Bir sıkıntıdan sonra nimet ve bolluğa, rahatlığa kavuştuğunda bunu Allah’ın lutfu bilerek O’na şükran ve minnet duygularını arzetmek yerine, “Bu benim hakkımdır; bunu hak ederek kazandım; buna lâyık bir adam olduğum için Allah lutfetti” gibi sözler söylemek veya bu anlama gelebilecek küstahça bir tavır takınmak, 51. âyetteki ifadesiyle “arkasını dönüp uzaklaşmak” da açıkça Mekke putperestlerinin “cehâlet ve sefâhet” olarak anılan barbarlık zihniyetiyle örtüşen bir iman ve ahlâk yoksulluğu, hamlık ve cehâlet alâmeti, ahmakça bir kendini beğenmişlik ve kendine güven işaretidir. Kezâ bu tiplerin, “Rabbime varacak olsam bile O’nun huzurunda benim için güzel şeyler bulunduğundan eminim” şeklindeki ifadeleri de aynı zihniyet ve karakter yapısının dışa yansıması olan bir sorumsuzluk, ciddiyetsizlik ve küstahlık örneğidir. Bu âyetlerden çıkardığımız derse göre iman ve ahlâkta kemale ermiş olan kişi ise, tam aksine, Allah karşısında kulluğunun bilincinde olur; nimeti O’ndan bilir, sahip olduğunda şükreder, kaybettiğinde sabreder; yoklukta olduğu gibi varlıkta da Allah’a kulluğunu ve niyazını sürdürür; nihayet âhiret konusunda tam bir sorumluluk kaygısı duyar, buna göre yaşar, buna göre konuşur.

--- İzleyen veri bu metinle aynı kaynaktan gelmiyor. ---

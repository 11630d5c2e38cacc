use tracing::debug;

use crate::asm::{AsmUnit, Data, Operand};
use crate::instructions::{lookup_by_name, lookup_by_opcode, AddrMode};

/// Decode the instruction at `offset`, returning it with its encoded size.
/// `None` for an unknown opcode or an operand running past the end.
pub fn decode_at(bytes: &[u8], offset: usize) -> Option<(AsmUnit, usize)> {
    let desc = lookup_by_opcode(*bytes.get(offset)?)?;
    let size = desc.size() as usize;
    let operand = match bytes.get(offset..offset + size)? {
        [_, lo] => Operand::Value(*lo as u16),
        [_, lo, hi] => Operand::Value(u16::from_le_bytes([*lo, *hi])),
        _ => Operand::None,
    };
    Some((
        AsmUnit::Instruction {
            name: desc.name,
            operand,
        },
        size,
    ))
}

/// Decode `bytes` from `start` into instruction units with literal operands.
/// Bytes that are not a documented opcode are skipped; a trailing
/// instruction whose operand runs past the end is dropped.
pub fn disassemble(bytes: &[u8], start: usize) -> Vec<AsmUnit> {
    let mut out = Vec::new();
    let mut i = start;
    while i < bytes.len() {
        match decode_at(bytes, i) {
            Some((unit, size)) => {
                out.push(unit);
                i += size;
            }
            None if lookup_by_opcode(bytes[i]).is_some() => break,
            None => {
                debug!(offset = i, opcode = bytes[i], "skipping unknown opcode");
                i += 1;
            }
        }
    }
    out
}

/// Render a unit in the syntax the parser accepts.
pub fn fmt_unit(unit: &AsmUnit) -> String {
    match unit {
        AsmUnit::Instruction { name, operand } => {
            let Some(desc) = lookup_by_name(name) else {
                return format!("; {name}?");
            };
            let arg = match operand {
                Operand::None => return desc.mnemonic().to_string(),
                Operand::Value(v) if desc.size() == 2 => format!("${v:02x}"),
                Operand::Value(v) => format!("${v:04x}"),
                Operand::Label(l) => l.name().to_string(),
                Operand::Relative(l) => l.name().to_string(),
            };
            let text = match desc.mode {
                AddrMode::Immediate => format!("#{arg}"),
                AddrMode::ZeroPageX | AddrMode::AbsoluteX => format!("{arg},x"),
                AddrMode::ZeroPageY | AddrMode::AbsoluteY => format!("{arg},y"),
                AddrMode::Indirect => format!("({arg})"),
                AddrMode::IndirectX => format!("({arg},x)"),
                AddrMode::IndirectY => format!("({arg}),y"),
                _ => arg,
            };
            format!("{} {text}", desc.mnemonic())
        }
        AsmUnit::Data(Data::Bytes(b)) => {
            let list: Vec<String> = b.iter().map(|x| format!("${x:02x}")).collect();
            format!(".byte {}", list.join(", "))
        }
        AsmUnit::Data(Data::Label(l)) => format!(".word {}", l.name()),
        AsmUnit::Data(Data::Relative(l)) => format!("; rel {}", l.name()),
        AsmUnit::MoveCursor(p) => format!("; seek {p:#06x}"),
    }
}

Kur'an Yolu Tefsiri Cilt: 4 Sayfa: 722-723
وَلَئِنْ اَذَقْنَاهُ رَحْمَةً مِنَّا مِنْ بَعْدِ ضَرَّٓاءَ مَسَّتْهُ لَيَقُولَنَّ هٰذَا ل۪يۙ
وَ atıf harfidir. Matuf ve matufun aleyhin hükümde ortak olduğunu belirtir. İkisi arasında tertip (sıra) olduğunu göstermez. Vav ile yapılan atıfta matuf ve matufun aleyh yer değiştirebilir. (Arapça Dilbilgisi Ayetlerle Nahiv Bilgisi)
لَ harfi, mahzuf kasemin cevabının başına gelen muvattiedir. إِنْ şart harfi iki muzari fiili cezm eder. Şart ve cevap cümlesinde şartın vuku bulma ihtimali şüpheli veya zayıfsa kullanılır. (Arapça Dilbilgisi Ayetlerle Nahiv Bilgisi)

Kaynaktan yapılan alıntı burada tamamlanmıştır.